■ **What is needed**:
Work out how many lines of the material contain the string "from". Respond with the number only.
━━━━━━━━
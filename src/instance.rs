//! Instances and the operations that keep them valid: construction,
//! property access, and copy-on-write mutation.
//!
//! An instance is never observable in a state any validator along its class
//! chain would reject. Construction and assignment either commit a fully
//! validated instance or leave the caller's value untouched.

use crate::class::ClassId;
use crate::error::{ObjectError, Result};
use crate::model::ObjectModel;
use crate::value::Value;
use indexmap::IndexMap;

/// A value tagged with its defining class.
///
/// The class reference is an id into the owning model (weak: the instance
/// does not own the class). `properties` keys are exactly the flattened
/// property names of the class and its ancestors. `legacy_chain` carries a
/// legacy class-attribute chain verbatim; it prefixes the dispatch chain so
/// legacy classes dispatch exactly as under the legacy system.
#[derive(Debug, Clone, PartialEq)]
pub struct Instance {
    class: ClassId,
    base: Box<Value>,
    properties: IndexMap<String, Value>,
    legacy_chain: Vec<String>,
}

impl Instance {
    /// Assemble an instance directly. Custom constructors use this; the
    /// validator chain still runs before [`ObjectModel::construct`] releases
    /// the result.
    pub fn new(class: ClassId, base: Value, properties: IndexMap<String, Value>) -> Self {
        Self {
            class,
            base: Box::new(base),
            properties,
            legacy_chain: Vec::new(),
        }
    }

    pub fn class(&self) -> ClassId {
        self.class
    }

    /// The underlying base value the instance was rooted on.
    pub fn base(&self) -> &Value {
        &self.base
    }

    pub fn legacy_chain(&self) -> &[String] {
        &self.legacy_chain
    }

    /// Attach a legacy class-attribute chain (most specific first).
    pub fn with_legacy_chain(mut self, chain: Vec<String>) -> Self {
        self.legacy_chain = chain;
        self
    }

    /// Raw stored property value, bypassing getters. Validators and accessor
    /// implementations use this to avoid re-entering themselves.
    pub fn raw_property(&self, name: &str) -> Option<&Value> {
        self.properties.get(name)
    }

    /// Write a stored property value directly, bypassing setters and type
    /// checks. Setter implementations use this; the model re-validates
    /// before any assignment commits.
    pub fn set_raw_property(&mut self, name: String, value: Value) {
        self.properties.insert(name, value);
    }

    /// The full stored property map, in flattened declaration order.
    pub fn properties(&self) -> &IndexMap<String, Value> {
        &self.properties
    }
}

impl ObjectModel {
    /// Construct an instance of `class` around `base`, assigning the given
    /// property values and running the full validator chain.
    ///
    /// Properties are assigned from the most specific class up to the root,
    /// each checked against its declared type. Missing values take the
    /// property default, else `Null`. Validators run from the constructed
    /// class up to the root, all messages accumulate, and any message at all
    /// aborts construction.
    pub fn construct<S: Into<String>>(
        &self,
        class: ClassId,
        base: Value,
        args: Vec<(S, Value)>,
    ) -> Result<Instance> {
        let class_def = self.class(class)?;
        if class_def.is_abstract {
            return Err(ObjectError::declaration(format!(
                "abstract class '{}' cannot be instantiated",
                class_def.name
            )));
        }

        // Type-check the base value against the rooting base type.
        if let Some(tag) = self.rooting_base(class) {
            if base.base_type() != tag {
                return Err(ObjectError::type_mismatch(
                    format!("base value of class '{}'", class_def.name),
                    tag.name(),
                    base.base_type().name(),
                ));
            }
        }

        let mut args_map: IndexMap<String, Value> = IndexMap::new();
        for (name, value) in args {
            args_map.insert(name.into(), value);
        }

        let instance = match &class_def.constructor {
            Some(constructor) => constructor(self, base, args_map)?,
            None => self.default_construct(class, base, args_map)?,
        };

        self.ensure_valid(class, &instance)?;
        Ok(instance)
    }

    fn default_construct(
        &self,
        class: ClassId,
        base: Value,
        mut args_map: IndexMap<String, Value>,
    ) -> Result<Instance> {
        let class_def = self.class(class)?;
        let mut properties: IndexMap<String, Value> = IndexMap::new();

        // Assign each class's own declared properties, most specific class
        // first; an overriding child declaration wins over its ancestor's.
        for ancestor_id in self.class_ancestry(class) {
            let ancestor = self.class(ancestor_id)?;
            for own_spec in &ancestor.properties {
                if properties.contains_key(&own_spec.name) {
                    continue;
                }
                // The effective (most-derived) spec governs the type check
                // and the default, even when an ancestor declared the slot.
                let spec = class_def
                    .property(&own_spec.name)
                    .unwrap_or(own_spec);
                let value = match args_map.shift_remove(&spec.name) {
                    Some(value) => {
                        if !self.type_accepts(&spec.ty, &value) {
                            return Err(ObjectError::type_mismatch(
                                format!("property '{}' of class '{}'", spec.name, class_def.name),
                                spec.ty.describe(self),
                                self.value_label(&value),
                            ));
                        }
                        value
                    }
                    None => spec.default.clone().unwrap_or(Value::Null),
                };
                properties.insert(spec.name.clone(), value);
            }
        }

        if let Some(unknown) = args_map.keys().next() {
            return Err(ObjectError::unknown_property(&class_def.name, unknown));
        }

        // Keep declaration order: flattened order is parent-first.
        let mut ordered = IndexMap::new();
        for spec in &class_def.flattened {
            if let Some(value) = properties.shift_remove(&spec.name) {
                ordered.insert(spec.name.clone(), value);
            }
        }

        Ok(Instance::new(class, base, ordered))
    }

    /// Read a property, via its getter when one is declared.
    pub fn get_property(&self, instance: &Instance, name: &str) -> Result<Value> {
        let class_def = self.class(instance.class())?;
        let spec = class_def
            .property(name)
            .ok_or_else(|| ObjectError::unknown_property(&class_def.name, name))?;
        match &spec.getter {
            Some(getter) => getter(self, instance),
            None => Ok(instance
                .raw_property(name)
                .cloned()
                .unwrap_or(Value::Null)),
        }
    }

    /// Assign a property, returning the updated instance.
    ///
    /// Copy-on-write: the caller's instance is untouched; on a type or
    /// validation failure no new instance is released.
    pub fn set_property(
        &self,
        instance: &Instance,
        name: &str,
        value: Value,
    ) -> Result<Instance> {
        let updated = self.apply_property(instance, name, value)?;
        self.ensure_valid(instance.class(), &updated)?;
        Ok(updated)
    }

    /// Assign several properties, then validate once. Either every
    /// assignment commits or none does.
    pub fn update_properties<S: Into<String>>(
        &self,
        instance: &Instance,
        updates: Vec<(S, Value)>,
    ) -> Result<Instance> {
        let mut working = instance.clone();
        for (name, value) in updates {
            working = self.apply_property(&working, &name.into(), value)?;
        }
        self.ensure_valid(instance.class(), &working)?;
        Ok(working)
    }

    /// Type-check and write one property into a copy, without validating.
    fn apply_property(&self, instance: &Instance, name: &str, value: Value) -> Result<Instance> {
        let class_def = self.class(instance.class())?;
        let spec = class_def
            .property(name)
            .ok_or_else(|| ObjectError::unknown_property(&class_def.name, name))?;

        if !self.type_accepts(&spec.ty, &value) {
            return Err(ObjectError::type_mismatch(
                format!("property '{}' of class '{}'", name, class_def.name),
                spec.ty.describe(self),
                self.value_label(&value),
            ));
        }

        match &spec.setter {
            Some(setter) => setter(self, instance, value),
            None => {
                let mut updated = instance.clone();
                updated.set_raw_property(name.to_string(), value);
                Ok(updated)
            }
        }
    }

    /// Run the full validator chain, most specific class first, each
    /// validator receiving the whole instance. Returned messages are ordered
    /// root to most specific.
    pub fn validate(&self, instance: &Instance) -> Vec<String> {
        let mut per_class: Vec<Vec<String>> = Vec::new();
        for ancestor_id in self.class_ancestry(instance.class()) {
            if let Ok(ancestor) = self.class(ancestor_id) {
                if let Some(validator) = &ancestor.validator {
                    per_class.push(validator(self, instance));
                }
            }
        }
        per_class.reverse();
        per_class.into_iter().flatten().collect()
    }

    fn ensure_valid(&self, class: ClassId, instance: &Instance) -> Result<()> {
        let messages = self.validate(instance);
        if messages.is_empty() {
            Ok(())
        } else {
            Err(ObjectError::validation(self.class_name(class), messages))
        }
    }
}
━━━━━━━━
■ **Exercise output**:
2